Read the data below. Every line holding the string "detail" must be copied.

[Input — start]

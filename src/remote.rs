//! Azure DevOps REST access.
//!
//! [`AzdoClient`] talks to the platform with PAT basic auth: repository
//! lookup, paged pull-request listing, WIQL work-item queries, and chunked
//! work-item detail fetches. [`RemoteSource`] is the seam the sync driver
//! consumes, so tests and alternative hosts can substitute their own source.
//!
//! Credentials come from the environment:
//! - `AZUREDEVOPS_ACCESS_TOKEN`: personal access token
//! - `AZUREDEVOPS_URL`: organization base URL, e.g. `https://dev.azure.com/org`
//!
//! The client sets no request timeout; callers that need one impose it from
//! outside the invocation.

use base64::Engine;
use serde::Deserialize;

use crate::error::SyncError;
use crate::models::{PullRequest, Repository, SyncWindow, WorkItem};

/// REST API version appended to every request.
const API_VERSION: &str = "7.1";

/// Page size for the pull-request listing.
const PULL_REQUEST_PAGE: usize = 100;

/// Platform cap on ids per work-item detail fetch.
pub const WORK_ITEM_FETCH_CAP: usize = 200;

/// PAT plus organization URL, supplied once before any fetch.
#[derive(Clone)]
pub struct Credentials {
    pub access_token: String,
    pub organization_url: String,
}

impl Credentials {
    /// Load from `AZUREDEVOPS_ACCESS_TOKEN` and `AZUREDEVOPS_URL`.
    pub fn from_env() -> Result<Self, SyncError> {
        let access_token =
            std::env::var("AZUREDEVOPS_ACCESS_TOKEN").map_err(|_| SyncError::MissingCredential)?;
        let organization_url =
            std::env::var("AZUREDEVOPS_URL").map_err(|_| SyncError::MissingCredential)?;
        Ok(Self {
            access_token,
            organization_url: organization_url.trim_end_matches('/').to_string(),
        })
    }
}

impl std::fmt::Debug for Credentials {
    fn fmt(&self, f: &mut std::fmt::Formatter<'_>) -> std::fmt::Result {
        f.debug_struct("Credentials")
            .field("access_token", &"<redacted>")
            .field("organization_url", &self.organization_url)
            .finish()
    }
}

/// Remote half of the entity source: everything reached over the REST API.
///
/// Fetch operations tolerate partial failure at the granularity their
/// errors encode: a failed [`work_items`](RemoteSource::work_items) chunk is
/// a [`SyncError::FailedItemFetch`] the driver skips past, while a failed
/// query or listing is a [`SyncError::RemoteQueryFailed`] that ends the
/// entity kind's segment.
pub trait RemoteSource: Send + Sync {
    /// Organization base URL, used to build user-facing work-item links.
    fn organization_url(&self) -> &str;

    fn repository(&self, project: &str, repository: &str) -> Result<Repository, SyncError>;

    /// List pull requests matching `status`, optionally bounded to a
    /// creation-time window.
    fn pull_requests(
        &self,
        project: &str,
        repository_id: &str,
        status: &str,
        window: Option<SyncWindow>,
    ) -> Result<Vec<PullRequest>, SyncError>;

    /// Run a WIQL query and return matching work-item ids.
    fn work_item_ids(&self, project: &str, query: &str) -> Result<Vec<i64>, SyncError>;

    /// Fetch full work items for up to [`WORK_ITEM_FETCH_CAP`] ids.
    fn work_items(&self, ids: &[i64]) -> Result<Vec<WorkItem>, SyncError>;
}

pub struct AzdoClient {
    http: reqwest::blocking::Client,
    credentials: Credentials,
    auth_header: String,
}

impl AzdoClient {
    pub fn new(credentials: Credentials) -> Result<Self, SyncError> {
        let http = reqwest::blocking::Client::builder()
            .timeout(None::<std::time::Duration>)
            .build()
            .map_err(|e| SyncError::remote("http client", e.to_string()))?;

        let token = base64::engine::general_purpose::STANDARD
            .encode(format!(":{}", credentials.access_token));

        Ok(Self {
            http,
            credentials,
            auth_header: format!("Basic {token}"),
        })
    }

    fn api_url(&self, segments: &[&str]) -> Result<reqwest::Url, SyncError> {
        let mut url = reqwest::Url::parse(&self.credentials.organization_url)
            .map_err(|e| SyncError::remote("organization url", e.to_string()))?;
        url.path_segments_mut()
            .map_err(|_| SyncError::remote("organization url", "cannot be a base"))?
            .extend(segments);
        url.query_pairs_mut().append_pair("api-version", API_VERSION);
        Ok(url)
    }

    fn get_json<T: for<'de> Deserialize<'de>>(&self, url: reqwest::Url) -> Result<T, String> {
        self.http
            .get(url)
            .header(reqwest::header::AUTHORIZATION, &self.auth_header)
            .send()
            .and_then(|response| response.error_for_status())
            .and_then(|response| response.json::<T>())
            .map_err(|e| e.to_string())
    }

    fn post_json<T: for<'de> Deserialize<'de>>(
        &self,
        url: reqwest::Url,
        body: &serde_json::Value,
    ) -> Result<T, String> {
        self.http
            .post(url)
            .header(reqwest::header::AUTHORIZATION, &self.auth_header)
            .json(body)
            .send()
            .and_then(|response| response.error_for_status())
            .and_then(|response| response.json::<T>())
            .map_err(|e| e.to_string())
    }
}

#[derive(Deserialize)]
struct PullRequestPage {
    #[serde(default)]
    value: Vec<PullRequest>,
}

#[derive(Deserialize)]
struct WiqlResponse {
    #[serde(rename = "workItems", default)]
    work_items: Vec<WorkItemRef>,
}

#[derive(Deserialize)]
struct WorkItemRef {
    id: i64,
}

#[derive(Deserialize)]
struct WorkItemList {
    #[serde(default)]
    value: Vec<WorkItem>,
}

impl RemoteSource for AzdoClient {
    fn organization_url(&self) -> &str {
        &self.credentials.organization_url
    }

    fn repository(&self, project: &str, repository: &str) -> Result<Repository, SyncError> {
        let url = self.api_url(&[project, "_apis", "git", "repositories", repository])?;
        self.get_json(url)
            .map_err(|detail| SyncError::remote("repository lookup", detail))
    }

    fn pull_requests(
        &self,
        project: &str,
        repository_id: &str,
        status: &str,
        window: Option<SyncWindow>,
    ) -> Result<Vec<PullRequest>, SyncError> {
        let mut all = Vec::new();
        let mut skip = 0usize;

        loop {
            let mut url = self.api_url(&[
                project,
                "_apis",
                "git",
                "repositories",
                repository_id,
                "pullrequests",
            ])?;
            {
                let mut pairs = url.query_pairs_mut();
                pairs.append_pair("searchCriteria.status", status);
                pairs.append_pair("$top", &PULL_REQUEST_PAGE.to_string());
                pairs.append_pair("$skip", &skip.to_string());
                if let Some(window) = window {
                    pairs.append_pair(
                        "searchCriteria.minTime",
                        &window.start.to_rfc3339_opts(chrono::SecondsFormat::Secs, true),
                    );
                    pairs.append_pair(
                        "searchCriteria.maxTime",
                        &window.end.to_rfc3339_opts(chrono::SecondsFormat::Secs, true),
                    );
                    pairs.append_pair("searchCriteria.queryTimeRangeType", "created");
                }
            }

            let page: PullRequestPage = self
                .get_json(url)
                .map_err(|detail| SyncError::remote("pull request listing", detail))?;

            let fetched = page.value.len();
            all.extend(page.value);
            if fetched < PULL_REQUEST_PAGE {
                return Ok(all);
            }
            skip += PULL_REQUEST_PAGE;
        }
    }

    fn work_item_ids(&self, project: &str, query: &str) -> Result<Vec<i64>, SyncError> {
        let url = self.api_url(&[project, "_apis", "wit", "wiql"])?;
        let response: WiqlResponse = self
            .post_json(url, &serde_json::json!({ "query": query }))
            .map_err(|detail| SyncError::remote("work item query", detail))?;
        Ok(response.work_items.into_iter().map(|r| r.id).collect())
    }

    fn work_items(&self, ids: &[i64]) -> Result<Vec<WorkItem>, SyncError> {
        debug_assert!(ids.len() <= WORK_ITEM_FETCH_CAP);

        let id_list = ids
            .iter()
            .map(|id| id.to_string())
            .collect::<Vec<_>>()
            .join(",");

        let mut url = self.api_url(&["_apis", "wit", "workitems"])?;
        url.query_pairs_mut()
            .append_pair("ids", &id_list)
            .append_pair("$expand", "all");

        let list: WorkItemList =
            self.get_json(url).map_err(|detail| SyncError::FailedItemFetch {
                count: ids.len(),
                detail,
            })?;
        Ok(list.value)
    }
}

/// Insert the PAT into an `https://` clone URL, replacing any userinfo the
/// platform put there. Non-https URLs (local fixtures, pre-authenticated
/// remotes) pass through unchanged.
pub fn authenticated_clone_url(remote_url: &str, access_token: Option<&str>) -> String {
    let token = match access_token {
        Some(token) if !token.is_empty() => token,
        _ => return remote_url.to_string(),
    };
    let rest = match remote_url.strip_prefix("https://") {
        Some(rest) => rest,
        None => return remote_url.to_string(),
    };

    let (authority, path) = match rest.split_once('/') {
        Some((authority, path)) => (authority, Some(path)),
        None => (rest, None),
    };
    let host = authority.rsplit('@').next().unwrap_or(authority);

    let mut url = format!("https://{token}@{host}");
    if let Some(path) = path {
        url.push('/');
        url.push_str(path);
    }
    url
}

[Input — finish]

**Response for this exercise**
//! work-item detail fetches. [`RemoteSource`] is the seam the sync driver
/// Platform cap on ids per work-item detail fetch.
            .map_err(|detail| SyncError::remote("repository lookup", detail))
                .map_err(|detail| SyncError::remote("pull request listing", detail))?;
            .map_err(|detail| SyncError::remote("work item query", detail))?;
            self.get_json(url).map_err(|detail| SyncError::FailedItemFetch {
                detail,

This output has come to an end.